» **WORK ITEM**:
Which lines of the data contain the string "Agent"? Copy every one of them.

» **GIVEN RECORDS**:
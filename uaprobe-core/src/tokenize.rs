//! ## uaprobe-core::tokenize
//! **The one tokenization rule shared by the loader and the matcher**
//!
//! A User-Agent is split on ASCII separator characters into non-empty tokens.
//! Splitting on ASCII only keeps every token on a UTF-8 char boundary, so any
//! `&str` input is safe, however malformed its content.

/// Characters that delimit tokens.
pub const SEPARATORS: &[char] = &[' ', '\t', '\r', '\n', '(', ')', '[', ']', ';', ',', '/', '"'];

/// Iterator over the tokens of a User-Agent string.
#[derive(Debug, Clone)]
pub struct Tokens<'a> {
    inner: std::str::Split<'a, &'static [char]>,
}

impl<'a> Iterator for Tokens<'a> {
    type Item = &'a str;

    #[inline]
    fn next(&mut self) -> Option<Self::Item> {
        self.inner.by_ref().find(|t| !t.is_empty())
    }
}

/// Splits `input` into tokens. Callers bound the count with `take`.
#[inline]
pub fn tokenize(input: &str) -> Tokens<'_> {
    Tokens {
        inner: input.split(SEPARATORS),
    }
}

/// Returns the longest prefix of `input` no longer than `max_len` bytes that
/// ends on a char boundary.
pub fn truncate_to_boundary(input: &str, max_len: usize) -> &str {
    if input.len() <= max_len {
        return input;
    }
    let mut end = max_len;
    while !input.is_char_boundary(end) {
        end -= 1;
    }
    &input[..end]
}

/// True when the token carries at least one ASCII digit.
#[inline]
pub fn has_digit(token: &str) -> bool {
    token.bytes().any(|b| b.is_ascii_digit())
}

/// True when `a` and `b` differ only in their digits, e.g. `120.0.6099`
/// against `119.0.6045`. Both must contain a digit.
pub fn same_shape(a: &str, b: &str) -> bool {
    if !has_digit(a) || !has_digit(b) {
        return false;
    }
    shape(a).eq(shape(b))
}

/// Token bytes with every run of digits collapsed to a single `#`.
fn shape(token: &str) -> impl Iterator<Item = u8> + '_ {
    let bytes = token.as_bytes();
    bytes.iter().enumerate().filter_map(move |(i, &b)| {
        if !b.is_ascii_digit() {
            Some(b)
        } else if i > 0 && bytes[i - 1].is_ascii_digit() {
            None
        } else {
            Some(b'#')
        }
    })
}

» **WRITTEN SOLUTION**:
//! A User-Agent is split on ASCII separator characters into non-empty tokens.
/// Iterator over the tokens of a User-Agent string.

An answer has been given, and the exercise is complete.